Honolulu, T.H. [Japan]: ホノルル教育會/ Honolulu Kyoiku Kai (Honoruru Kyoikukai), 1937-1940. First edition. Softcover. Octavos. Vol.1:  55pp. Vol.2:  59pp. Vol.3:  58pp. . Vol.4:  56pp. . Vol.5:  58pp. Vol.6:  60pp. Original multicolored illustrated wrappers, with red lettering on the front covers. Spines reinforced with library buckram tape. A collection comprised of the complete run of the now extremely scarce series of summer readers, produced for Japanese-American elementary school children in Hawaii. Profusely illustrated throughout with multicolored images to accompany the Japanese text. All cover and interior illustrations printed finely in an interesting combination of offset and lithographic printing. Content throughout includes scenes of daily life in Hawaii, including in the domestic setting, animals, children's adventures, and Japanese folk tales. Japanese text throughout is printed in green and blue, including Kanji, Hiragana and Katakana, for reading comprehension, with blank spaces to fill out questions. All readers are unused.

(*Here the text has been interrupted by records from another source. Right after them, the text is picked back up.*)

//! Backend callback shapes and their translation into matchmaking events

use crate::error::{MatchmakingError, Result};
use crate::types::{DisconnectCause, MatchmakingEvent, RoomId, RoomSnapshot};
use serde::{Deserialize, Serialize};

/// Return code reported when no open room is available for a random join
pub const NO_RANDOM_MATCH_FOUND: i16 = 32760;

/// Room details as the backend reports them alongside a callback
#[derive(Debug, Clone, PartialEq, Eq, Serialize, Deserialize)]
pub struct CurrentRoom {
    pub name: RoomId,
    pub player_count: u32,
    pub max_players: u8,
}

/// Callbacks as delivered by the realtime backend
#[derive(Debug, Clone, PartialEq, Eq, Serialize, Deserialize)]
#[serde(tag = "type")]
pub enum BackendCallback {
    ConnectedToMaster,
    Disconnected {
        cause: DisconnectCause,
    },
    JoinRandomFailed {
        return_code: i16,
        message: String,
    },
    JoinedRoom {
        current_room: CurrentRoom,
    },
    PlayerEnteredRoom {
        current_room: CurrentRoom,
    },
    PlayerLeftRoom {
        current_room: CurrentRoom,
    },
}

impl From<CurrentRoom> for RoomSnapshot {
    fn from(room: CurrentRoom) -> Self {
        Self {
            room_id: room.name,
            player_count: room.player_count,
            max_players: room.max_players,
        }
    }
}

impl From<BackendCallback> for MatchmakingEvent {
    fn from(callback: BackendCallback) -> Self {
        match callback {
            BackendCallback::ConnectedToMaster => MatchmakingEvent::ConnectedToMaster,
            BackendCallback::Disconnected { cause } => MatchmakingEvent::Disconnected { cause },
            BackendCallback::JoinRandomFailed {
                return_code,
                message,
            } => MatchmakingEvent::JoinRandomFailed {
                code: return_code,
                message,
            },
            BackendCallback::JoinedRoom { current_room } => MatchmakingEvent::JoinedRoom {
                room: current_room.into(),
            },
            BackendCallback::PlayerEnteredRoom { current_room } => {
                MatchmakingEvent::PlayerEnteredRoom {
                    room: current_room.into(),
                }
            }
            BackendCallback::PlayerLeftRoom { current_room } => MatchmakingEvent::PlayerLeftRoom {
                room: current_room.into(),
            },
        }
    }
}

/// Decode a JSON-encoded backend callback
pub fn decode_callback(bytes: &[u8]) -> Result<BackendCallback> {
    serde_json::from_slice(bytes).map_err(|e| {
        MatchmakingError::InvalidCallback {
            reason: format!("Failed to deserialize callback: {}", e),
        }
        .into()
    })
}
//! Matchmaking for a single client
//!
//! This module holds the session model, the state machine that decides what to
//! do for every input, and the controller that owns the session and talks to
//! the realtime backend and the status surface.

pub mod controller;
pub mod session;
pub mod state;

// Re-export commonly used types
pub use controller::{MatchmakingController, MatchmakingHandle, MatchmakingInbox};
pub use session::{Session, SessionSnapshot};
pub use state::{room_phase_for, transition, Stimulus, Transition};
#[derive(Debug, Clone, Copy, PartialEq, Eq, Hash)]
pub enum FilterField {
    EntityType,
    LegalName,
    DbaName,
    LegalNameContains,
}

impl FilterField {
    pub const ALL: [FilterField; 4] = [
        FilterField::EntityType,
        FilterField::LegalName,
        FilterField::DbaName,
        FilterField::LegalNameContains,
    ];

    pub fn field(&self) -> Field {
        match self {
            FilterField::EntityType => Field::EntityType,
            FilterField::LegalName | FilterField::LegalNameContains => Field::LegalName,
            FilterField::DbaName => Field::DbaName,
        }
    }

    pub fn label(&self) -> &'static str {
        match self {
            FilterField::EntityType => "Entity",
            FilterField::LegalName => "Legal name",
            FilterField::DbaName => "DBA name",
            FilterField::LegalNameContains => "Legal name ~",
        }
    }
}

#[derive(Debug, Clone, Copy, PartialEq, Eq, Hash)]
pub enum SortField {
    CreatedDt,
    ModifiedDt,
    LegalName,
}

impl SortField {
    pub fn field(&self) -> Field {
        match self {
            SortField::CreatedDt => Field::CreatedDt,
            SortField::ModifiedDt => Field::DataSourceModifiedDt,
            SortField::LegalName => Field::LegalName,
        }
    }

    pub fn from_field(field: Field) -> Option<SortField> {
        match field {
            Field::CreatedDt => Some(SortField::CreatedDt),
            Field::DataSourceModifiedDt => Some(SortField::ModifiedDt),
            Field::LegalName => Some(SortField::LegalName),
            _ => None,
        }
    }
}

#[derive(Debug, Clone, Copy, PartialEq, Eq)]
pub enum SortDirection {
    Ascending,
    Descending,
}

impl SortDirection {
    pub fn toggled(self) -> Self {
        match self {
            SortDirection::Ascending => SortDirection::Descending,
            SortDirection::Descending => SortDirection::Ascending,
        }
    }

    pub fn symbol(&self) -> &'static str {
        match self {
            SortDirection::Ascending => "▲",
            SortDirection::Descending => "▼",
        }
    }
}

#[derive(Debug, Clone, Copy, PartialEq, Eq)]
pub struct SortSpec {
    pub field: SortField,
    pub direction: SortDirection,
}

impl Default for SortSpec {
    fn default() -> Self {
        SortSpec {
            field: SortField::CreatedDt,
            direction: SortDirection::Ascending,
        }
    }
}

/// Rows per page. Only the sizes offered by the pager are representable.
#[derive(Debug, Clone, Copy, PartialEq, Eq, Default)]
pub enum PageSize {
    Five,
    #[default]
    Ten,
    Fifteen,
}

impl PageSize {
    pub const ALL: [PageSize; 3] = [PageSize::Five, PageSize::Ten, PageSize::Fifteen];

    pub fn rows(&self) -> usize {
        match self {
            PageSize::Five => 5,
            PageSize::Ten => 10,
            PageSize::Fifteen => 15,
        }
    }

    pub fn next(&self) -> PageSize {
        match self {
            PageSize::Five => PageSize::Ten,
            PageSize::Ten => PageSize::Fifteen,
            PageSize::Fifteen => PageSize::Five,
        }
    }
}

impl TryFrom<usize> for PageSize {
    type Error = TVError;

    fn try_from(rows: usize) -> Result<Self, Self::Error> {
        PageSize::ALL
            .into_iter()
            .find(|size| size.rows() == rows)
            .ok_or(TVError::InvalidPageSize(rows))
    }
}

#[derive(Debug, Clone, Default, PartialEq, Eq)]
pub struct Filters {
    entity_type: String,
    legal_name: String,
    dba_name: String,
    legal_name_contains: String,
}

impl Filters {
    pub fn get(&self, field: FilterField) -> &str {
        match field {
            FilterField::EntityType => &self.entity_type,
            FilterField::LegalName => &self.legal_name,
            FilterField::DbaName => &self.dba_name,
            FilterField::LegalNameContains => &self.legal_name_contains,
        }
    }

    fn get_mut(&mut self, field: FilterField) -> &mut String {
        match field {
            FilterField::EntityType => &mut self.entity_type,
            FilterField::LegalName => &mut self.legal_name,
            FilterField::DbaName => &mut self.dba_name,
            FilterField::LegalNameContains => &mut self.legal_name_contains,
        }
    }

    /// Active filters as `(field, value)` pairs.
    pub fn active(&self) -> Vec<(FilterField, &str)> {
        FilterField::ALL
            .iter()
            .map(|&f| (f, self.get(f)))
            .filter(|(_, v)| !v.is_empty())
            .collect()
    }

    fn predicate(&self) -> Predicate<'_> {
        Predicate {
            entity_type: &self.entity_type,
            legal_name: &self.legal_name,
            dba_name: &self.dba_name,
            contains: self.legal_name_contains.to_lowercase(),
        }
    }
}

// Conjunction of all active filters, with the substring term lowered once.
struct Predicate<'a> {
    entity_type: &'a str,
    legal_name: &'a str,
    dba_name: &'a str,
    contains: String,
}

impl Predicate<'_> {
    fn matches(&self, record: &Record) -> bool {
        (self.entity_type.is_empty() || record.entity_type == self.entity_type)
            && (self.legal_name.is_empty() || record.legal_name == self.legal_name)
            && (self.dba_name.is_empty() || record.dba_name == self.dba_name)
            && (self.contains.is_empty()
                || record.legal_name.to_lowercase().contains(&self.contains))
    }
}

/// Pagination metadata for the pager.
#[derive(Debug, Clone, Copy, PartialEq, Eq)]
pub struct Pagination {
    pub total: usize,
    pub page: usize,
    pub page_size: PageSize,
}

impl Pagination {
    pub fn page_count(&self) -> usize {
        self.total.div_ceil(self.page_size.rows())
    }

    pub fn last_page(&self) -> usize {
        self.page_count().saturating_sub(1)
    }

    /// 1-based number of the first row on the page, 0 when the page is empty.
    pub fn first_row(&self) -> usize {
        let start = self.page.saturating_mul(self.page_size.rows());
        if start < self.total { start + 1 } else { 0 }
    }

    /// 1-based number of the last row on the page, 0 when the page is empty.
    pub fn last_row(&self) -> usize {
        match self.first_row() {
            0 => 0,
            first => std::cmp::min(first - 1 + self.page_size.rows(), self.total),
        }
    }
}

/// Text ordering used for sorting: case-insensitive first, lowercase before
/// uppercase when two values differ only in case.
pub fn compare_text(a: &str, b: &str) -> Ordering {
    a.to_lowercase()
        .cmp(&b.to_lowercase())
        .then_with(|| b.cmp(a))
}

/// Filter, sort and page state over an immutable record set.
///
/// The derived row mapping holds indices into the record set in filtered and
/// sorted order. It is rebuilt on every mutation so reads are plain slices.
/// Until the first `set_sort` rows stay in dataset order.
#[derive(Debug, Clone)]
pub struct ViewState {
    records: Arc<Vec<Record>>,
    filters: Filters,
    sort: Option<SortSpec>,
    page: usize,
    page_size: PageSize,
    rows: Vec<usize>,
}
use chrono::{DateTime, NaiveDate, NaiveDateTime, Utc};

const DISPLAY_TIMESTAMP: &str = "%Y-%m-%d %H:%M:%S";

/// A single registration record. Every value is kept as text, the way it
/// appears in the source data.
#[derive(Debug, Clone, Default, PartialEq, Eq)]
pub struct Record {
    pub created_dt: String,
    pub data_source_modified_dt: String,
    pub entity_type: String,
    pub legal_name: String,
    pub dba_name: String,
    pub physical_address: String,
    pub p_street: String,
    pub p_city: String,
    pub p_state: String,
    pub p_zip_code: String,
    pub phone: String,
    pub mailing_address: String,
    pub m_street: String,
    pub m_city: String,
    pub m_state: String,
    pub m_zip_code: String,
    pub usdot_number: String,
    pub power_units: String,
    pub mcs_150_form_date: String,
    pub drivers: String,
    pub mcs_150_mileage_year: String,
    pub id: String,
    pub credit_score: String,
    pub record_status: String,
    pub mc_mx_ff_number: String,
}

#[derive(Debug, Clone, Copy, PartialEq, Eq, Hash)]
pub enum Field {
    CreatedDt,
    DataSourceModifiedDt,
    EntityType,
    LegalName,
    DbaName,
    PhysicalAddress,
    PStreet,
    PCity,
    PState,
    PZipCode,
    Phone,
    MailingAddress,
    MStreet,
    MCity,
    MState,
    MZipCode,
    UsdotNumber,
    PowerUnits,
    Mcs150FormDate,
    Drivers,
    Mcs150MileageYear,
    Id,
    CreditScore,
    RecordStatus,
    McMxFfNumber,
}

impl Field {
    pub const ALL: [Field; 25] = [
        Field::CreatedDt,
        Field::DataSourceModifiedDt,
        Field::EntityType,
        Field::LegalName,
        Field::DbaName,
        Field::PhysicalAddress,
        Field::PStreet,
        Field::PCity,
        Field::PState,
        Field::PZipCode,
        Field::Phone,
        Field::MailingAddress,
        Field::MStreet,
        Field::MCity,
        Field::MState,
        Field::MZipCode,
        Field::UsdotNumber,
        Field::PowerUnits,
        Field::Mcs150FormDate,
        Field::Drivers,
        Field::Mcs150MileageYear,
        Field::Id,
        Field::CreditScore,
        Field::RecordStatus,
        Field::McMxFfNumber,
    ];

    /// Columns of the main table, in display order.
    pub const TABLE: [Field; 11] = [
        Field::CreatedDt,
        Field::DataSourceModifiedDt,
        Field::EntityType,
        Field::LegalName,
        Field::DbaName,
        Field::PhysicalAddress,
        Field::Phone,
        Field::UsdotNumber,
        Field::McMxFfNumber,
        Field::PowerUnits,
        Field::Mcs150FormDate,
    ];

    /// Key used in the data files.
    pub fn name(&self) -> &'static str {
        match self {
            Field::CreatedDt => "created_dt",
            Field::DataSourceModifiedDt => "data_source_modified_dt",
            Field::EntityType => "entity_type",
            Field::LegalName => "legal_name",
            Field::DbaName => "dba_name",
            Field::PhysicalAddress => "physical_address",
            Field::PStreet => "p_street",
            Field::PCity => "p_city",
            Field::PState => "p_state",
            Field::PZipCode => "p_zip_code",
            Field::Phone => "phone",
            Field::MailingAddress => "mailing_address",
            Field::MStreet => "m_street",
            Field::MCity => "m_city",
            Field::MState => "m_state",
            Field::MZipCode => "m_zip_code",
            Field::UsdotNumber => "usdot_number",
            Field::PowerUnits => "power_units",
            Field::Mcs150FormDate => "mcs_150_form_date",
            Field::Drivers => "drivers",
            Field::Mcs150MileageYear => "mcs_150_mileage_year",
            Field::Id => "id",
            Field::CreditScore => "credit_score",
            Field::RecordStatus => "record_status",
            Field::McMxFfNumber => "mc_mx_ff_number",
        }
    }

    /// Column header shown in the table. Fields without a dedicated header
    /// use their data key.
    pub fn label(&self) -> &'static str {
        match self {
            Field::CreatedDt => "Created_DT",
            Field::DataSourceModifiedDt => "Modified_DT",
            Field::EntityType => "Entity",
            Field::LegalName => "Legal name",
            Field::DbaName => "DBA name",
            Field::PhysicalAddress => "Physical address",
            Field::Phone => "Phone",
            Field::UsdotNumber => "DOT",
            Field::McMxFfNumber => "MC/MX/FF",
            Field::PowerUnits => "Power units",
            Field::Mcs150FormDate => "Out of service date",
            other => other.name(),
        }
    }

    pub fn from_name(name: &str) -> Option<Field> {
        Field::ALL.iter().copied().find(|f| f.name() == name)
    }

    pub fn is_timestamp(&self) -> bool {
        matches!(self, Field::CreatedDt | Field::DataSourceModifiedDt)
    }
}

impl Record {
    /// Builds a record from `(key, value)` pairs. Keys that are not record
    /// fields are skipped.
    pub fn from_pairs<'a, I>(pairs: I) -> Self
    where
        I: IntoIterator<Item = (&'a str, String)>,
    {
        let mut record = Record::default();
        for (name, value) in pairs {
            if let Some(field) = Field::from_name(name) {
                *record.get_mut(field) = value;
            }
        }
        record
    }

    pub fn get(&self, field: Field) -> &str {
        match field {
            Field::CreatedDt => &self.created_dt,
            Field::DataSourceModifiedDt => &self.data_source_modified_dt,
            Field::EntityType => &self.entity_type,
            Field::LegalName => &self.legal_name,
            Field::DbaName => &self.dba_name,
            Field::PhysicalAddress => &self.physical_address,
            Field::PStreet => &self.p_street,
            Field::PCity => &self.p_city,
            Field::PState => &self.p_state,
            Field::PZipCode => &self.p_zip_code,
            Field::Phone => &self.phone,
            Field::MailingAddress => &self.mailing_address,
            Field::MStreet => &self.m_street,
            Field::MCity => &self.m_city,
            Field::MState => &self.m_state,
            Field::MZipCode => &self.m_zip_code,
            Field::UsdotNumber => &self.usdot_number,
            Field::PowerUnits => &self.power_units,
            Field::Mcs150FormDate => &self.mcs_150_form_date,
            Field::Drivers => &self.drivers,
            Field::Mcs150MileageYear => &self.mcs_150_mileage_year,
            Field::Id => &self.id,
            Field::CreditScore => &self.credit_score,
            Field::RecordStatus => &self.record_status,
            Field::McMxFfNumber => &self.mc_mx_ff_number,
        }
    }

    fn get_mut(&mut self, field: Field) -> &mut String {
        match field {
            Field::CreatedDt => &mut self.created_dt,
            Field::DataSourceModifiedDt => &mut self.data_source_modified_dt,
            Field::EntityType => &mut self.entity_type,
            Field::LegalName => &mut self.legal_name,
            Field::DbaName => &mut self.dba_name,
            Field::PhysicalAddress => &mut self.physical_address,
            Field::PStreet => &mut self.p_street,
            Field::PCity => &mut self.p_city,
            Field::PState => &mut self.p_state,
            Field::PZipCode => &mut self.p_zip_code,
            Field::Phone => &mut self.phone,
            Field::MailingAddress => &mut self.mailing_address,
            Field::MStreet => &mut self.m_street,
            Field::MCity => &mut self.m_city,
            Field::MState => &mut self.m_state,
            Field::MZipCode => &mut self.m_zip_code,
            Field::UsdotNumber => &mut self.usdot_number,
            Field::PowerUnits => &mut self.power_units,
            Field::Mcs150FormDate => &mut self.mcs_150_form_date,
            Field::Drivers => &mut self.drivers,
            Field::Mcs150MileageYear => &mut self.mcs_150_mileage_year,
            Field::Id => &mut self.id,
            Field::CreditScore => &mut self.credit_score,
            Field::RecordStatus => &mut self.record_status,
            Field::McMxFfNumber => &mut self.mc_mx_ff_number,
        }
    }

    /// Value as it is rendered. Only the two timestamp fields are reformatted.
    pub fn display(&self, field: Field) -> String {
        let raw = self.get(field);
        if field.is_timestamp() {
            format_timestamp(raw)
        } else {
            raw.to_string()
        }
    }

    /// All fields as one csv line.
    pub fn to_csv_line(&self) -> String {
        Field::ALL
            .iter()
            .map(|&f| wrap_cell_content(self.get(f)))
            .collect::<Vec<String>>()
            .join(",")
    }
}

fn wrap_cell_content(c: &str) -> String {
    let needs_escaping = c.chars().any(|c| c == '"');
    let needs_wrapping = c.chars().any(|c| c == ' ' || c == '\t' || c == ',');
    let mut out = String::from(c);

    if needs_escaping {
        out = out.replace('"', "\"\"");
    }
    if needs_wrapping || needs_escaping {
        out = format!("\"{out}\"");
    }
    out
}

/// Formats a timestamp as `YYYY-MM-DD HH:MM:SS` (UTC). Text that does not
/// parse as a timestamp is returned unchanged.
pub fn format_timestamp(raw: &str) -> String {
    parse_timestamp(raw.trim())
        .map(|ts| ts.format(DISPLAY_TIMESTAMP).to_string())
        .unwrap_or_else(|| raw.to_string())
}

fn parse_timestamp(raw: &str) -> Option<NaiveDateTime> {
    if let Ok(ts) = DateTime::parse_from_rfc3339(raw) {
        return Some(ts.with_timezone(&Utc).naive_utc());
    }
    for fmt in ["%Y-%m-%dT%H:%M:%S%.f", "%Y-%m-%d %H:%M:%S%.f"] {
        if let Ok(ts) = NaiveDateTime::parse_from_str(raw, fmt) {
            return Some(ts);
        }
    }
    NaiveDate::parse_from_str(raw, "%Y-%m-%d")
        .ok()
        .and_then(|d| d.and_hms_opt(0, 0, 0))
}

#[cfg(test)]
mod tests {
    use super::*;

    #[test]
    fn from_pairs_ignores_unknown_keys() {
        let record = Record::from_pairs([
            ("legal_name", "ACME".to_string()),
            ("not_a_field", "x".to_string()),
            ("usdot_number", "123".to_string()),
        ]);
        assert_eq!(record.legal_name, "ACME");
        assert_eq!(record.get(Field::UsdotNumber), "123");
        assert_eq!(record.dba_name, "");
    }

    #[test]
    fn field_names_round_trip() {
        for field in Field::ALL {
            assert_eq!(Field::from_name(field.name()), Some(field));
        }
        assert_eq!(Field::from_name("nope"), None);
    }

    #[test]
    fn timestamps_are_formatted_for_display() {
        assert_eq!(format_timestamp("2022-01-01T00:00:00Z"), "2022-01-01 00:00:00");
        assert_eq!(
            format_timestamp("2023-05-17T13:45:10.000"),
            "2023-05-17 13:45:10"
        );
        assert_eq!(
            format_timestamp("2023-05-17T15:45:10+02:00"),
            "2023-05-17 13:45:10"
        );
        assert_eq!(format_timestamp("2021-03-04"), "2021-03-04 00:00:00");
        assert_eq!(format_timestamp("not a date"), "not a date");
    }

    #[test]
    fn only_timestamp_fields_are_reformatted() {
        let record = Record {
            created_dt: "2022-01-01T00:00:00Z".into(),
            mcs_150_form_date: "2022-01-01T00:00:00Z".into(),
            ..Default::default()
        };
        assert_eq!(record.display(Field::CreatedDt), "2022-01-01 00:00:00");
        assert_eq!(
            record.display(Field::Mcs150FormDate),
            "2022-01-01T00:00:00Z"
        );
    }

    #[test]
    fn csv_line_quotes_cells() {
        let record = Record {
            legal_name: "ACME, INC".into(),
            dba_name: "The \"Best\"".into(),
            ..Default::default()
        };
        let line = record.to_csv_line();
        assert!(line.contains("\"ACME, INC\""));
        assert!(line.contains("\"The \"\"Best\"\"\""));
        assert_eq!(line.split(',').count() - 1, 25);
    }
}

Wrappers with minor rubbing to extremities. Back wrappers of volumes with light sunning, and occasional minor smudges. Back wrapper of vol.1 with a small stain to the upper right corner. Back wrapper of vol.2 with a small chip at the top right corner. Interiors quite clean, with book blocks tight. Wrappers in very good- to very good+, interiors in near fine condition overall. All volumes protected in modern mylar. vg- to near fine. Item #51159
Alternate translation: Summer Reading Book
As part of a larger swath of nativist, xenophobic and anti-immigrant sentiments and trends in the United States from the late 19th-early 20th century, Japanese-language education was targeted. Asian immigration in the United States was seen suspiciously by many at the time and was related to the sociopolitical concept of the so-called "yellow peril". In the late teens and early 1920s a number of states and territories across the county enacted legislation restricting Japanese-language education. A 1920 report by the Federal Commission of Education declared that the 20,000 students of Hawaii's 163 Japanese schools were being "retarded in accepting American customs, manners, ideals, principles, and standards," and recommended the schools be taken over by the public education system. The Hawaiian Territorial Legislature passed the Gaikokugo Gakko Torishimari-ho (Foreign Language School Prohibition Law) in 1920 and the Gakunen Tanshuku Kitei (the School-year Reduction Law) in 1922, severely limiting Japanese instruction. The most prominent publisher of Japanese textbooks in Hawaii at that point, the Hawaii Kyoiku Kai (established in 1916) found itself in crisis. A group of schools who contested the law broke away and formed the Honolulu Kyoiku Kai during this time. In 1927, these and other similar laws were ruled unconstitutional by the Supreme Court of the United States. At this point Hawaii Kyoiku Kai began functioning again. Japanese-language education entered a period of relative stability, until the Bombing of Pearl Harbor in 1941.
Bibliographic resources: Japanese Language School Textbook collection at the University of Hawaii; Densho Encyclopedia.